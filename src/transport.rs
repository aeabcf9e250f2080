//! Generic dataplane-programming RPC contract, transport agnostic by
//! design. The wire codec is a length-delimited, serde-framed protocol:
//! a [`tokio_util::codec::LengthDelimitedCodec`] carrying `serde_json`
//! payloads, split over a duplex byte stream.

use std::collections::VecDeque;
use std::marker::PhantomData;
use std::net::SocketAddr;
use std::time::Duration;

use bytes::BytesMut;
use futures::{SinkExt, StreamExt};
use serde::{Deserialize, Serialize};
use tokio::io::{ReadHalf, WriteHalf};
use tokio::net::TcpStream;
use tokio_util::codec::{Decoder as CodecDecoder, Encoder as CodecEncoder, FramedRead, FramedWrite, LengthDelimitedCodec};

use crate::error::TransportError;
use crate::schema::{CounterSnapshot, DigestEntry, MulticastEntry, PacketOut, TableEntry};

pub struct JsonDecoder<D> {
    inner: LengthDelimitedCodec,
    _item: PhantomData<D>,
}

impl<D> Default for JsonDecoder<D> {
    fn default() -> Self {
        Self {
            inner: LengthDelimitedCodec::new(),
            _item: PhantomData,
        }
    }
}

impl<D: for<'de> Deserialize<'de>> CodecDecoder for JsonDecoder<D> {
    type Item = D;
    type Error = TransportError;

    fn decode(&mut self, src: &mut BytesMut) -> Result<Option<D>, TransportError> {
        let Some(frame) = self.inner.decode(src).map_err(TransportError::Io)? else {
            return Ok(None);
        };
        let item = serde_json::from_slice(&frame).map_err(|e| TransportError::Codec(e.to_string()))?;
        Ok(Some(item))
    }
}

pub struct JsonEncoder<E> {
    inner: LengthDelimitedCodec,
    _item: PhantomData<E>,
}

impl<E> Default for JsonEncoder<E> {
    fn default() -> Self {
        Self {
            inner: LengthDelimitedCodec::new(),
            _item: PhantomData,
        }
    }
}

impl<E: Serialize> CodecEncoder<E> for JsonEncoder<E> {
    type Error = TransportError;

    fn encode(&mut self, item: E, dst: &mut BytesMut) -> Result<(), TransportError> {
        let bytes = serde_json::to_vec(&item).map_err(|e| TransportError::Codec(e.to_string()))?;
        self.inner
            .encode(bytes.into(), dst)
            .map_err(TransportError::Io)
    }
}

/// `(device_id, election_id{high, low})` exchange.
#[derive(Debug, Clone, Copy, Serialize, Deserialize)]
pub struct ElectionId {
    pub high: u64,
    pub low: u64,
}

/// Fixed election id used by every session.
pub const FIXED_ELECTION_ID: ElectionId = ElectionId { high: 0, low: 1 };

#[derive(Debug, Clone, Serialize, Deserialize)]
pub struct Arbitration {
    pub device_id: u64,
    pub election_id: ElectionId,
}

#[derive(Debug, Clone, Copy, Serialize, Deserialize)]
pub enum UpdateKind {
    Insert,
    Modify,
    Delete,
}

#[derive(Debug, Clone, Serialize, Deserialize)]
pub enum WriteEntity {
    TableEntry(TableEntryWire),
    DigestEntry(DigestEntryWire),
    MulticastGroupEntry(MulticastEntryWire),
}

/// Wire-serializable mirror of [`TableEntry`]; the schema-typed version
/// stays internal, this is what actually crosses the transport.
#[derive(Debug, Clone, Serialize, Deserialize)]
pub struct TableEntryWire {
    pub table_id: u32,
    pub matches: Vec<MatchWire>,
    pub action_id: Option<u32>,
    pub action_params: Vec<(u32, Vec<u8>)>,
    pub priority: Option<i32>,
    pub is_default: bool,
}

#[derive(Debug, Clone, Serialize, Deserialize)]
pub enum MatchWire {
    Exact { field_id: u32, value: Vec<u8> },
    Lpm { field_id: u32, addr: Vec<u8>, prefix_len: u8 },
    Ternary { field_id: u32, value: Vec<u8>, mask: Vec<u8> },
    Range { field_id: u32, low: Vec<u8>, high: Vec<u8> },
}

impl From<&TableEntry> for TableEntryWire {
    fn from(e: &TableEntry) -> Self {
        let matches = e
            .matches
            .iter()
            .map(|(field_id, value)| match value {
                crate::schema::MatchValue::Exact(v) => MatchWire::Exact {
                    field_id: *field_id,
                    value: v.clone(),
                },
                crate::schema::MatchValue::Lpm { addr, prefix_len } => MatchWire::Lpm {
                    field_id: *field_id,
                    addr: addr.clone(),
                    prefix_len: *prefix_len,
                },
                crate::schema::MatchValue::Ternary { value, mask } => MatchWire::Ternary {
                    field_id: *field_id,
                    value: value.clone(),
                    mask: mask.clone(),
                },
                crate::schema::MatchValue::Range { low, high } => MatchWire::Range {
                    field_id: *field_id,
                    low: low.clone(),
                    high: high.clone(),
                },
            })
            .collect();

        TableEntryWire {
            table_id: e.table_id,
            matches,
            action_id: e.action.as_ref().map(|a| a.action_id),
            action_params: e.action.as_ref().map(|a| a.params.clone()).unwrap_or_default(),
            priority: e.priority,
            is_default: e.is_default,
        }
    }
}

#[derive(Debug, Clone, Serialize, Deserialize)]
pub struct DigestEntryWire {
    pub digest_id: u32,
    pub max_timeout_ns: u64,
    pub max_list_size: u32,
    pub ack_timeout_ns: u64,
}

impl From<&DigestEntry> for DigestEntryWire {
    fn from(d: &DigestEntry) -> Self {
        Self {
            digest_id: d.digest_id,
            max_timeout_ns: d.max_timeout_ns,
            max_list_size: d.max_list_size,
            ack_timeout_ns: d.ack_timeout_ns,
        }
    }
}

#[derive(Debug, Clone, Serialize, Deserialize)]
pub struct MulticastEntryWire {
    pub group_id: u32,
    pub replicas: Vec<(u32, u32)>,
}

impl From<&MulticastEntry> for MulticastEntryWire {
    fn from(m: &MulticastEntry) -> Self {
        Self {
            group_id: m.group_id,
            replicas: m.replicas.iter().map(|r| (r.port, r.instance)).collect(),
        }
    }
}

#[derive(Debug, Clone, Serialize, Deserialize)]
pub struct Update {
    pub kind: UpdateKind,
    pub entity: WriteEntity,
}

/// Server -> client stream content.
#[derive(Debug, Clone, Serialize, Deserialize)]
pub enum InboundMessage {
    PacketIn { payload: Vec<u8>, metadata: Vec<(u32, Vec<u8>)> },
    DigestList { digest_id: u32, data: Vec<Vec<u8>> },
}

/// Client -> server stream content.
#[derive(Debug, Clone, Serialize, Deserialize)]
pub enum OutboundStreamMessage {
    PacketOut(PacketOutWire),
    DigestAck { digest_id: u32, list_id: u64 },
}

#[derive(Debug, Clone, Serialize, Deserialize)]
pub struct PacketOutWire {
    pub payload: Vec<u8>,
    pub metadata: Vec<(u32, Vec<u8>)>,
}

impl From<&PacketOut> for PacketOutWire {
    fn from(p: &PacketOut) -> Self {
        Self {
            payload: p.payload.clone(),
            metadata: p.metadata.clone(),
        }
    }
}

/// Generic dataplane-programming RPC, implemented once against a
/// transport-agnostic trait so a session speaks this contract regardless
/// of transport binding. The concrete I/O type is swappable behind a
/// trait object.
#[async_trait::async_trait]
pub trait DataplaneChannel: Send + Sync {
    async fn arbitrate(&mut self, req: Arbitration) -> Result<(), TransportError>;
    async fn push_pipeline(&mut self, schema_blob: Vec<u8>, device_config_blob: Vec<u8>) -> Result<(), TransportError>;
    async fn write(&mut self, updates: Vec<Update>) -> Result<(), TransportError>;
    async fn read_table_entries(&mut self, table_id: Option<u32>) -> Result<Vec<TableEntryWire>, TransportError>;
    async fn read_counter(&mut self, counter_id: u32, index: u32) -> Result<CounterSnapshot, TransportError>;
    async fn read_register(&mut self, register_id: u32, index: u32) -> Result<u64, TransportError>;
    async fn send_packet_out(&mut self, packet: PacketOutWire) -> Result<(), TransportError>;
    /// Next inbound message, or `None` on timeout. Never errors on timeout.
    async fn next_inbound(&mut self, timeout: std::time::Duration) -> Result<Option<InboundMessage>, TransportError>;
}

/// One multiplexed frame on the wire: a request/response pair correlated
/// by id, or an unsolicited server push. A single duplex socket carries
/// both the RPC and stream halves of the contract.
#[derive(Debug, Serialize, Deserialize)]
enum ChannelFrame {
    Request(u64, ChannelRequest),
    Response(u64, ChannelResponse),
    Push(InboundMessage),
}

#[derive(Debug, Serialize, Deserialize)]
enum ChannelRequest {
    Arbitrate(Arbitration),
    PushPipeline { schema_blob: Vec<u8>, device_config_blob: Vec<u8> },
    Write(Vec<Update>),
    ReadTableEntries(Option<u32>),
    ReadCounter { counter_id: u32, index: u32 },
    ReadRegister { register_id: u32, index: u32 },
    SendPacketOut(PacketOutWire),
}

#[derive(Debug, Serialize, Deserialize)]
enum ChannelResponse {
    Ok,
    TableEntries(Vec<TableEntryWire>),
    Counter(CounterSnapshot),
    Register(u64),
    Err(String),
}

/// TCP-backed [`DataplaneChannel`] over a split `FramedRead`/`FramedWrite`
/// pair. Calls into `DataplaneChannel` always go through [`SwitchSession`]'s
/// `Mutex`, so request/response correlation never races with `next_inbound`.
pub struct FramedTcpChannel {
    reader: FramedRead<ReadHalf<TcpStream>, JsonDecoder<ChannelFrame>>,
    writer: FramedWrite<WriteHalf<TcpStream>, JsonEncoder<ChannelFrame>>,
    next_request_id: u64,
    pending_pushes: VecDeque<InboundMessage>,
}

impl FramedTcpChannel {
    pub fn new(stream: TcpStream) -> Self {
        let (rx, tx) = tokio::io::split(stream);
        Self {
            reader: FramedRead::new(rx, JsonDecoder::default()),
            writer: FramedWrite::new(tx, JsonEncoder::default()),
            next_request_id: 0,
            pending_pushes: VecDeque::new(),
        }
    }

    pub async fn connect(addr: SocketAddr) -> Result<Self, TransportError> {
        let stream = TcpStream::connect(addr).await?;
        Ok(Self::new(stream))
    }

    async fn call(&mut self, request: ChannelRequest) -> Result<ChannelResponse, TransportError> {
        let id = self.next_request_id;
        self.next_request_id += 1;
        self.writer
            .send(ChannelFrame::Request(id, request))
            .await?;

        loop {
            let frame = self.reader.next().await.ok_or(TransportError::Closed)??;
            match frame {
                ChannelFrame::Response(rid, resp) if rid == id => return Ok(resp),
                ChannelFrame::Push(msg) => self.pending_pushes.push_back(msg),
                _ => continue,
            }
        }
    }
}

#[async_trait::async_trait]
impl DataplaneChannel for FramedTcpChannel {
    async fn arbitrate(&mut self, req: Arbitration) -> Result<(), TransportError> {
        match self.call(ChannelRequest::Arbitrate(req)).await? {
            ChannelResponse::Ok => Ok(()),
            ChannelResponse::Err(e) => Err(TransportError::Connect(e)),
            _ => Err(TransportError::Codec("unexpected response to arbitrate".into())),
        }
    }

    async fn push_pipeline(&mut self, schema_blob: Vec<u8>, device_config_blob: Vec<u8>) -> Result<(), TransportError> {
        match self
            .call(ChannelRequest::PushPipeline { schema_blob, device_config_blob })
            .await?
        {
            ChannelResponse::Ok => Ok(()),
            ChannelResponse::Err(e) => Err(TransportError::Codec(e)),
            _ => Err(TransportError::Codec("unexpected response to push_pipeline".into())),
        }
    }

    async fn write(&mut self, updates: Vec<Update>) -> Result<(), TransportError> {
        match self.call(ChannelRequest::Write(updates)).await? {
            ChannelResponse::Ok => Ok(()),
            ChannelResponse::Err(e) => Err(TransportError::Codec(e)),
            _ => Err(TransportError::Codec("unexpected response to write".into())),
        }
    }

    async fn read_table_entries(&mut self, table_id: Option<u32>) -> Result<Vec<TableEntryWire>, TransportError> {
        match self.call(ChannelRequest::ReadTableEntries(table_id)).await? {
            ChannelResponse::TableEntries(entries) => Ok(entries),
            ChannelResponse::Err(e) => Err(TransportError::Codec(e)),
            _ => Err(TransportError::Codec("unexpected response to read_table_entries".into())),
        }
    }

    async fn read_counter(&mut self, counter_id: u32, index: u32) -> Result<CounterSnapshot, TransportError> {
        match self.call(ChannelRequest::ReadCounter { counter_id, index }).await? {
            ChannelResponse::Counter(snapshot) => Ok(snapshot),
            ChannelResponse::Err(e) => Err(TransportError::Codec(e)),
            _ => Err(TransportError::Codec("unexpected response to read_counter".into())),
        }
    }

    async fn read_register(&mut self, register_id: u32, index: u32) -> Result<u64, TransportError> {
        match self.call(ChannelRequest::ReadRegister { register_id, index }).await? {
            ChannelResponse::Register(value) => Ok(value),
            ChannelResponse::Err(e) => Err(TransportError::Codec(e)),
            _ => Err(TransportError::Codec("unexpected response to read_register".into())),
        }
    }

    async fn send_packet_out(&mut self, packet: PacketOutWire) -> Result<(), TransportError> {
        match self.call(ChannelRequest::SendPacketOut(packet)).await? {
            ChannelResponse::Ok => Ok(()),
            ChannelResponse::Err(e) => Err(TransportError::Codec(e)),
            _ => Err(TransportError::Codec("unexpected response to send_packet_out".into())),
        }
    }

    async fn next_inbound(&mut self, timeout: Duration) -> Result<Option<InboundMessage>, TransportError> {
        if let Some(msg) = self.pending_pushes.pop_front() {
            return Ok(Some(msg));
        }

        match tokio::time::timeout(timeout, self.reader.next()).await {
            Ok(Some(Ok(ChannelFrame::Push(msg)))) => Ok(Some(msg)),
            Ok(Some(Ok(_stray_response))) => Ok(None),
            Ok(Some(Err(e))) => Err(e),
            Ok(None) => Err(TransportError::Closed),
            Err(_elapsed) => Ok(None),
        }
    }
}

#[cfg(test)]
mod tests {
    use super::*;

    #[test]
    fn json_codec_round_trips_a_table_entry_frame() {
        let mut encoder = JsonEncoder::<Update>::default();
        let mut buf = BytesMut::new();
        let update = Update {
            kind: UpdateKind::Insert,
            entity: WriteEntity::TableEntry(TableEntryWire {
                table_id: 1,
                matches: vec![MatchWire::Exact {
                    field_id: 1,
                    value: vec![1, 2, 3],
                }],
                action_id: Some(2),
                action_params: vec![],
                priority: None,
                is_default: false,
            }),
        };
        encoder.encode(update, &mut buf).unwrap();

        let mut decoder = JsonDecoder::<Update>::default();
        let decoded = decoder.decode(&mut buf).unwrap().unwrap();
        assert!(matches!(decoded.kind, UpdateKind::Insert));
    }
}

----------

_Work task:_ Take each line above that contains "ChannelRequest" and copy it out.

_Reply to the task:_
    Request(u64, ChannelRequest),
enum ChannelRequest {
    async fn call(&mut self, request: ChannelRequest) -> Result<ChannelResponse, TransportError> {
        match self.call(ChannelRequest::Arbitrate(req)).await? {
            .call(ChannelRequest::PushPipeline { schema_blob, device_config_blob })
        match self.call(ChannelRequest::Write(updates)).await? {
        match self.call(ChannelRequest::ReadTableEntries(table_id)).await? {
        match self.call(ChannelRequest::ReadCounter { counter_id, index }).await? {
        match self.call(ChannelRequest::ReadRegister { register_id, index }).await? {
        match self.call(ChannelRequest::SendPacketOut(packet)).await? {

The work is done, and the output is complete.